(AIM OF THE TASK) Whenever a line in the material below includes "files", copy that line.

(DATA TO USE)

//! Versioned JSON persistence
//!
//! Each registry is one JSON file in the storage directory, wrapped with its
//! key and version so older files can be detected on load.

use serde::{de::DeserializeOwned, Deserialize, Serialize};
use std::path::{Path, PathBuf};
use thiserror::Error;
use tokio::fs;
use tokio::sync::Mutex;
use tracing::{debug, warn};

/// Storage errors
#[derive(Debug, Error)]
pub enum StorageError {
    #[error("IO error: {0}")]
    Io(#[from] std::io::Error),

    #[error("JSON serialization error: {0}")]
    Json(#[from] serde_json::Error),

    #[error("Version mismatch for {key}: expected {expected}, found {found}")]
    VersionMismatch {
        key: String,
        expected: u32,
        found: u32,
    },
}

/// Result type for storage operations
pub type StorageResult<T> = Result<T, StorageError>;

/// On-disk wrapper of one registry
///
/// ```json
/// { "version": 1, "minor_version": 1, "key": "hub.rules", "data": { ... } }
/// ```
#[derive(Debug, Clone, Serialize, Deserialize)]
pub struct StorageFile<T> {
    /// Major version, bumped on breaking layout changes
    pub version: u32,
    pub minor_version: u32,
    /// Storage key (file name)
    pub key: String,
    pub data: T,
}

/// Data that is persisted as one storage file
pub trait Storable: Serialize + DeserializeOwned {
    const KEY: &'static str;
    const VERSION: u32;
    const MINOR_VERSION: u32;
}

/// Directory of storage files
#[derive(Debug)]
pub struct Storage {
    storage_dir: PathBuf,
    /// Serializes writers so temp files are never shared
    write_lock: Mutex<()>,
}

impl Storage {
    /// Create a storage rooted at `storage_dir` (created on first save)
    pub fn new(storage_dir: impl AsRef<Path>) -> Self {
        Self {
            storage_dir: storage_dir.as_ref().to_path_buf(),
            write_lock: Mutex::new(()),
        }
    }

    pub fn storage_dir(&self) -> &Path {
        &self.storage_dir
    }

    /// Get the file path for a storage key
    pub fn file_path(&self, key: &str) -> PathBuf {
        self.storage_dir.join(key)
    }

    pub fn exists(&self, key: &str) -> bool {
        self.file_path(key).exists()
    }

    /// Load a storable value
    ///
    /// Returns `None` if nothing was stored yet. A different major version is
    /// an error; an older minor version is loaded with a warning.
    pub async fn load<T: Storable>(&self) -> StorageResult<Option<T>> {
        let path = self.file_path(T::KEY);
        if !path.exists() {
            debug!(key = T::KEY, "Storage file not found");
            return Ok(None);
        }

        let content = fs::read_to_string(&path).await?;
        let file: StorageFile<T> = serde_json::from_str(&content)?;

        if file.version != T::VERSION {
            return Err(StorageError::VersionMismatch {
                key: T::KEY.to_string(),
                expected: T::VERSION,
                found: file.version,
            });
        }
        if file.minor_version < T::MINOR_VERSION {
            warn!(
                key = T::KEY,
                found = file.minor_version,
                current = T::MINOR_VERSION,
                "Storage file has an older minor version"
            );
        }

        debug!(key = T::KEY, version = file.version, "Loaded storage file");
        Ok(Some(file.data))
    }

    /// Save a storable value atomically (temp file, then rename)
    pub async fn save<T: Storable>(&self, data: &T) -> StorageResult<()> {
        let _guard = self.write_lock.lock().await;

        if !self.storage_dir.exists() {
            fs::create_dir_all(&self.storage_dir).await?;
            debug!(dir = ?self.storage_dir, "Created storage directory");
        }

        let file = StorageFile {
            version: T::VERSION,
            minor_version: T::MINOR_VERSION,
            key: T::KEY.to_string(),
            data,
        };
        let content = serde_json::to_string_pretty(&file)?;

        let path = self.file_path(T::KEY);
        let temp_path = self.file_path(&format!("{}.tmp", T::KEY));
        fs::write(&temp_path, &content).await?;
        fs::rename(&temp_path, &path).await?;

        debug!(key = T::KEY, "Saved storage file");
        Ok(())
    }

    /// Delete a storage file if present
    pub async fn delete(&self, key: &str) -> StorageResult<()> {
        let path = self.file_path(key);
        if path.exists() {
            fs::remove_file(&path).await?;
            debug!(key, "Deleted storage file");
        }
        Ok(())
    }
}

#[cfg(test)]
mod tests {
    use super::*;
    use tempfile::TempDir;

    #[derive(Debug, Clone, Serialize, Deserialize, PartialEq)]
    struct Sample {
        name: String,
        value: i32,
    }

    impl Storable for Sample {
        const KEY: &'static str = "test.sample";
        const VERSION: u32 = 2;
        const MINOR_VERSION: u32 = 1;
    }

    #[tokio::test]
    async fn test_save_and_load() {
        let dir = TempDir::new().unwrap();
        let storage = Storage::new(dir.path().join(".storage"));

        let data = Sample {
            name: "pump".to_string(),
            value: 42,
        };
        storage.save(&data).await.unwrap();
        assert!(storage.exists("test.sample"));
        assert!(!storage.exists("test.sample.tmp"));

        let loaded: Option<Sample> = storage.load().await.unwrap();
        assert_eq!(loaded, Some(data));
    }

    #[tokio::test]
    async fn test_load_missing() {
        let dir = TempDir::new().unwrap();
        let storage = Storage::new(dir.path());
        let loaded: Option<Sample> = storage.load().await.unwrap();
        assert!(loaded.is_none());
    }

    #[tokio::test]
    async fn test_version_mismatch() {
        let dir = TempDir::new().unwrap();
        let storage = Storage::new(dir.path());
        std::fs::write(
            storage.file_path("test.sample"),
            r#"{"version": 1, "minor_version": 1, "key": "test.sample", "data": {"name": "x", "value": 1}}"#,
        )
        .unwrap();

        let result: StorageResult<Option<Sample>> = storage.load().await;
        assert!(matches!(
            result,
            Err(StorageError::VersionMismatch {
                expected: 2,
                found: 1,
                ..
            })
        ));
    }

    #[tokio::test]
    async fn test_delete() {
        let dir = TempDir::new().unwrap();
        let storage = Storage::new(dir.path());
        storage
            .save(&Sample {
                name: "x".to_string(),
                value: 1,
            })
            .await
            .unwrap();

        storage.delete("test.sample").await.unwrap();
        assert!(!storage.exists("test.sample"));
    }
}
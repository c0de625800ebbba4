//! Rule evaluation for the IoT hub
//!
//! This crate decides whether a rule matches an inbound payload and what the
//! rule publishes when it does. Expressions and payload templates may refer to
//! the inbound payload (`input`), to other topics (`Read('topic')`, bare topic
//! names), to JSON fields (`$['field']`) and to named scripts (`::name(arg)`).
//! Resolved text is scored by a [`ScalarEvaluator`]; the default one runs the
//! expression through SQLite.
//!
//! # Example
//!
//! ```ignore
//! use hub_rules::{RhaiScriptEngine, RuleEngine};
//!
//! let engine = RuleEngine::with_sqlite(cache, known_topics, Arc::new(RhaiScriptEngine::new()))?;
//! let rule = Rule::new("garden", "button", "lamp").with_expression("input > 5");
//! assert!(engine.evaluate(&rule, "7").await?.matches);
//! ```

mod calculator;
mod conditions;
mod engine;
mod error;
mod evaluator;
mod jsonpath;
pub mod marker;
mod payload;
mod rhai_engine;
mod scripts;
mod text;
mod variables;

pub use calculator::{ScalarEvaluator, SqliteCalculator};
pub use conditions::ConditionObject;
pub use engine::RuleEngine;
pub use error::{RuleError, RuleResult};
pub use evaluator::{ExpressionEvaluator, NO_EXPRESSION_PROTOCOL};
pub use payload::PayloadResolver;
pub use rhai_engine::{RhaiScriptEngine, ScriptEngine};
pub use scripts::ScriptResolver;
pub use variables::VariableResolver;
//! MQTT transport
//!
//! Bridges rumqttc to the hub: incoming publishes are fired on the message
//! bus, router publishes go out through the [`MqttPublisher`].

use std::sync::atomic::{AtomicBool, Ordering};
use std::sync::Arc;
use std::time::Duration;

use async_trait::async_trait;
use hub_config::{BrokerConfig, HubConfig};
use hub_core::topics::{I_AM_LOST, INIT};
use hub_core::{InboundMessage, OutboundMessage};
use hub_event_bus::{PublishError, PublishResult, Publisher, SharedMessageBus};
use rumqttc::{AsyncClient, Event, EventLoop, MqttOptions, Packet, QoS};
use tracing::{debug, error, info, warn};

/// Capacity of the rumqttc request channel
const REQUEST_CHANNEL_CAPACITY: usize = 64;

/// Pause before polling again after a connection error
const RECONNECT_DELAY: Duration = Duration::from_secs(2);

pub fn connect(broker: &BrokerConfig) -> (AsyncClient, EventLoop) {
    let mut options = MqttOptions::new(&broker.client_id, &broker.host, broker.port);
    options.set_keep_alive(Duration::from_secs(broker.keep_alive_secs));
    if let (Some(username), Some(password)) = (&broker.username, &broker.password) {
        options.set_credentials(username, password);
    }
    AsyncClient::new(options, REQUEST_CHANNEL_CAPACITY)
}

fn qos_from_u8(qos: u8) -> QoS {
    match qos {
        2 => QoS::ExactlyOnce,
        1 => QoS::AtLeastOnce,
        _ => QoS::AtMostOnce,
    }
}

fn qos_to_u8(qos: QoS) -> u8 {
    match qos {
        QoS::AtMostOnce => 0,
        QoS::AtLeastOnce => 1,
        QoS::ExactlyOnce => 2,
    }
}

/// [`Publisher`] over an MQTT client
#[derive(Clone)]
pub struct MqttPublisher {
    client: AsyncClient,
    connected: Arc<AtomicBool>,
}

impl MqttPublisher {
    pub fn new(client: AsyncClient) -> Self {
        Self {
            client,
            connected: Arc::new(AtomicBool::new(false)),
        }
    }

    fn set_connected(&self, connected: bool) {
        self.connected.store(connected, Ordering::SeqCst);
    }
}

#[async_trait]
impl Publisher for MqttPublisher {
    async fn publish(&self, message: OutboundMessage) -> PublishResult<()> {
        if !self.connected.load(Ordering::SeqCst) {
            return Err(PublishError::NotConnected);
        }

        debug!(topic = %message.topic, payload = %message.payload, "Publishing to broker");
        self.client
            .publish(
                message.topic.clone(),
                qos_from_u8(message.qos),
                message.retain,
                message.payload.into_bytes(),
            )
            .await
            .map_err(|e| PublishError::Transport {
                topic: message.topic,
                reason: e.to_string(),
            })
    }
}

/// Subscribe to every project and announce the hub
async fn on_connected(client: AsyncClient, publisher: MqttPublisher, config: Arc<HubConfig>) {
    let mut filters = config.subscriptions();
    filters.push(I_AM_LOST.to_string());

    for filter in filters {
        if let Err(e) = client.subscribe(filter.as_str(), QoS::AtLeastOnce).await {
            error!(filter = %filter, error = %e, "Subscribe failed");
        } else {
            info!(filter = %filter, "Subscribed");
        }
    }

    for project in &config.projects {
        let topic = format!("{}/{}/{}", config.namespace, project, INIT);
        let announcement = OutboundMessage::new(topic, "").with_qos(2);
        if let Err(e) = publisher.publish(announcement).await {
            warn!(project = %project, error = %e, "Failed to announce project");
        }
    }
}

/// Drive the MQTT event loop until the task is aborted
///
/// rumqttc reconnects on the next poll after an error; every ConnAck
/// re-subscribes.
pub async fn run_event_loop(
    mut event_loop: EventLoop,
    client: AsyncClient,
    publisher: MqttPublisher,
    bus: SharedMessageBus,
    config: Arc<HubConfig>,
) {
    loop {
        match event_loop.poll().await {
            Ok(Event::Incoming(Packet::ConnAck(ack))) => {
                info!(code = ?ack.code, "Connected to broker");
                publisher.set_connected(true);
                // Requests go through the channel this loop drains
                tokio::spawn(on_connected(
                    client.clone(),
                    publisher.clone(),
                    config.clone(),
                ));
            }
            Ok(Event::Incoming(Packet::Publish(publish))) => {
                let payload = String::from_utf8_lossy(&publish.payload).into_owned();
                let message = InboundMessage::new(publish.topic.clone(), payload)
                    .with_qos(qos_to_u8(publish.qos))
                    .with_retain(publish.retain);
                bus.fire(message);
            }
            Ok(_) => {}
            Err(e) => {
                publisher.set_connected(false);
                warn!(error = %e, "Broker connection error");
                tokio::time::sleep(RECONNECT_DELAY).await;
            }
        }
    }
}

#[cfg(test)]
mod tests {
    use super::*;

    #[test]
    fn test_qos_mapping() {
        for qos in 0..=2 {
            assert_eq!(qos_to_u8(qos_from_u8(qos)), qos);
        }
        assert_eq!(qos_from_u8(7), QoS::AtMostOnce);
    }

    #[tokio::test]
    async fn test_publish_before_connect_fails() {
        let (client, _event_loop) = connect(&BrokerConfig::default());
        let publisher = MqttPublisher::new(client);

        let result = publisher.publish(OutboundMessage::new("iotzoo/p/t", "1")).await;
        assert!(matches!(result, Err(PublishError::NotConnected)));
    }
}
//! Configuration for the IoT hub
//!
//! `configuration.yaml` is read from the config directory with support for
//! these custom tags:
//!
//! - `!include path` - Include another YAML file
//! - `!include_dir_merge_list dir` - Merge lists from all YAML files
//! - `!secret key` - Substitute from secrets.yaml
//! - `!env_var VAR` - Environment variable substitution
//!
//! # Example
//!
//! ```ignore
//! use hub_config::HubConfig;
//!
//! let config = HubConfig::load("/config")?;
//! for rule in config.rules() {
//!     println!("{} -> {}", rule.source_topic, rule.target_topic);
//! }
//! ```

mod error;
mod hub_config;
mod loader;
mod secrets;

pub use error::{ConfigError, ConfigResult};
pub use hub_config::{
    BrokerConfig, CacheConfig, HubConfig, KnownTopicConfig, RuleConfig, ScriptConfig,
    StorageConfig, CONFIG_FILE, DERIVED_RULE_ID_PREFIX,
};
pub use loader::{load_yaml, YamlLoader};
pub use secrets::Secrets;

(RESULT OF THE TASK)
//! key and version so older files can be detected on load.
/// Directory of storage files
    /// Serializes writers so temp files are never shared
//! - `!include_dir_merge_list dir` - Merge lists from all YAML files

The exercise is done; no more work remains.